Any dog with dilated cardiomyopathy or MVD was welcome to the study unless it was treated with high doses of diuretics. The study began in 2006 and concluded in April.

“The patients were given a clinical exam, chest radiography, cardiac ultrasound, blood chemistry, NTproANP and NTproBNP,” Dr. Schober says. “The dogs’ owners were asked to monitor respiration at home three times a day. Patients were re-evaluated in five to 14 days, and the effects of treatment based on the initial diagnosis and home monitoring were assessed.”

The results of the study may help to diagnose CHF earlier, better stratify cardiovascular risk, tailor therapy to specific dog needs, and reduce the exposure of radiation required for repeated thoracic radiography, which is current protocol.

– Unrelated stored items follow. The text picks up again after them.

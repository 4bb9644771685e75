//! Spot orchestrator: sequences persistence and plan enrichment.
//!
//! A spot is always stored before a plan is requested, and a missing plan
//! never fails the request that stored it.

pub mod orchestrator;
pub mod types;

pub use orchestrator::Orchestrator;
pub use types::*;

“A lot of thinking has to go behind the final judgment when making a diagnosis of CHF,” Schober says. “Some diseases are straightforward, but there are a lot of variables when it comes to the heart. Small dogs can typically have a longer life expectancy after a diagnosis, especially since small-breed heart issues are typically MVD and progress slower, while large-breed dogs can show signs of DCM and deteriorate quickly especially if untreated.”

Schober will present his findings in June at the American College of Veterinary Internal Medicine conference. He says that once all the data is configured, he can better predict the heart failure rate during an animal’s treatment using less invasive methods.